= Parks in Chennai =

| Zone | Tree cover (km^{2}) (as of 2018) |
|---|---|
| Tiruvottiyur | 2.47 |
| Manali | 4.26 |
| Madhavaram | 5.42 |
| Tondiarpet | 1.82 |
| Royapuram | 2.79 |
| Thiru-Vi-Ka Nagar | 3.3 |
| Ambattur | 4.82 |
| Anna Nagar | 5.28 |
| Teynampet | 5.83 |
| Kodambakkam | 3.87 |
| Valasaravakkam | 2.6 |
| Alandur | 2.69 |
| Adyar | 12.06 |
| Perungudi | 1.9 |
| Sholinganallur | 5.13 |
| Total | 64.06 |

As of 2019, there are 632 parks in Chennai City, including 142 parks in the north zone, 224 in the central zone, and 266 in the south zone. They range in size from 700 square metres to 5,000 square metres. A couple of the parks, including the Anna Nagar Tower Park, are spread across acres.

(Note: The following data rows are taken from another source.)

//! Response bodies and builders

use bytes::Bytes;
use http::header::{HeaderValue, CONTENT_TYPE};
use http::response::Builder;
use http::StatusCode;
use http_body_util::{BodyExt, Full};
use hyper::Response;
use serde::Serialize;
use std::convert::Infallible;
use tracing::error;

use crate::state::{Category, StoredFile};
use crate::upscale::UpscaleResult;

pub type BoxBody = http_body_util::combinators::BoxBody<Bytes, Infallible>;

pub fn full(bytes: impl Into<Bytes>) -> BoxBody {
    Full::new(bytes.into()).boxed()
}

/// Finish a builder; a bad header turns into a bare 500
pub fn build(builder: Builder, body: BoxBody) -> Response<BoxBody> {
    builder.body(body).unwrap_or_else(|e| {
        error!(error = %e, "failed to build response");
        let mut response = Response::new(full(Bytes::new()));
        *response.status_mut() = StatusCode::INTERNAL_SERVER_ERROR;
        response
    })
}

pub fn json<T: Serialize>(status: StatusCode, value: &T) -> Response<BoxBody> {
    match serde_json::to_vec(value) {
        Ok(bytes) => build(
            Response::builder()
                .status(status)
                .header(CONTENT_TYPE, HeaderValue::from_static("application/json")),
            full(bytes),
        ),
        Err(e) => {
            error!(error = %e, "failed to serialize response");
            build(
                Response::builder().status(StatusCode::INTERNAL_SERVER_ERROR),
                full(Bytes::new()),
            )
        }
    }
}

/// MIME type for a file name, by extension
pub fn content_type(name: &str) -> &'static str {
    let ext = crate::decode::extension_of(name).unwrap_or_default();
    match ext.as_str() {
        "html" | "htm" => "text/html; charset=utf-8",
        "css" => "text/css; charset=utf-8",
        "js" => "text/javascript; charset=utf-8",
        "json" => "application/json",
        "txt" => "text/plain; charset=utf-8",
        "svg" => "image/svg+xml",
        "ico" => "image/x-icon",
        "png" => "image/png",
        "jpg" | "jpeg" => "image/jpeg",
        "webp" => "image/webp",
        "bmp" => "image/bmp",
        "gif" => "image/gif",
        "tif" | "tiff" => "image/tiff",
        "heic" => "image/heic",
        "heif" => "image/heif",
        _ => "application/octet-stream",
    }
}

pub fn download_url(id: &str) -> String {
    format!("/api/download/{}", id)
}

/// Successful `/api/process` result
#[derive(Serialize, Debug)]
pub struct ProcessResponse {
    pub success: bool,
    pub download_url: String,
    pub filename: String,
    pub width: u32,
    pub height: u32,
    pub file_size: u64,
    #[serde(skip_serializing_if = "Option::is_none")]
    pub format: Option<String>,
    #[serde(skip_serializing_if = "Option::is_none")]
    pub scale_factor: Option<u32>,
    #[serde(skip_serializing_if = "Option::is_none")]
    pub method: Option<&'static str>,
}

impl ProcessResponse {
    fn for_file(file: &StoredFile) -> Self {
        Self {
            success: true,
            download_url: download_url(&file.id),
            filename: file.id.clone(),
            width: file.width,
            height: file.height,
            file_size: file.size,
            format: None,
            scale_factor: None,
            method: None,
        }
    }

    pub fn converted(file: &StoredFile, format: String) -> Self {
        Self {
            format: Some(format),
            ..Self::for_file(file)
        }
    }

    pub fn upscaled(result: &UpscaleResult) -> Self {
        Self {
            scale_factor: Some(result.scale_factor),
            method: Some(result.method.api_name()),
            ..Self::for_file(&result.output)
        }
    }
}

#[derive(Serialize, Debug)]
pub struct FileEntry {
    pub name: String,
    pub size: u64,
    pub url: String,
    #[serde(rename = "type")]
    pub kind: Category,
    pub width: u32,
    pub height: u32,
    /// RFC 3339
    pub modified: String,
}

impl From<StoredFile> for FileEntry {
    fn from(file: StoredFile) -> Self {
        Self {
            url: download_url(&file.id),
            size: file.size,
            kind: file.category,
            width: file.width,
            height: file.height,
            modified: file.modified.to_rfc3339(),
            name: file.id,
        }
    }
}

#[derive(Serialize, Debug)]
pub struct FileList {
    pub success: bool,
    pub files: Vec<FileEntry>,
}

/// Result of `/api/cleanup` and `/api/delete_all`
#[derive(Serialize, Debug)]
pub struct CleanupResponse {
    pub success: bool,
    pub deleted_count: usize,
    pub total_files: usize,
    pub errors: Vec<String>,
    pub message: String,
}

#[derive(Serialize, Debug)]
pub struct MessageResponse {
    pub success: bool,
    pub message: String,
}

In 2018, the city's green cover was estimated to be 14.9 percent, up from an estimated 4.5 percent in 2011. The per capita green cover of the city has been estimated at 8.5 square meters, as against the World Health Organization recommendation of 9 square meters of green cover per capita in cities. The city lost around 100,000 trees in December 2016 because of Cyclone Vardah. As of 2018, the city's tree cover is estimated to be around 64.06 sq km. This is just over 15 percent of the entire city. The most dominant species of trees in the city are copper pod, Indian beech, neem, gulmohar, raintree, and tropical almond. The overall extent of open space in the city is 34.58 km^{2}. In all, the city has 121 species of trees belonging to 94 genera and 42 families. Teynampet zone remains the most diverse with 68 species, and Manali zone with just 38 species is the least. With 51 parks, Adyar remains the zone with the highest number of parks in the city, and Tiruvottiyur zone scores the least with only 4 parks. The share of Chennai's greenspace is dominated by the Guindy National Park, with an area of 2.71 sq km, which covers a vast area south of the Adyar River.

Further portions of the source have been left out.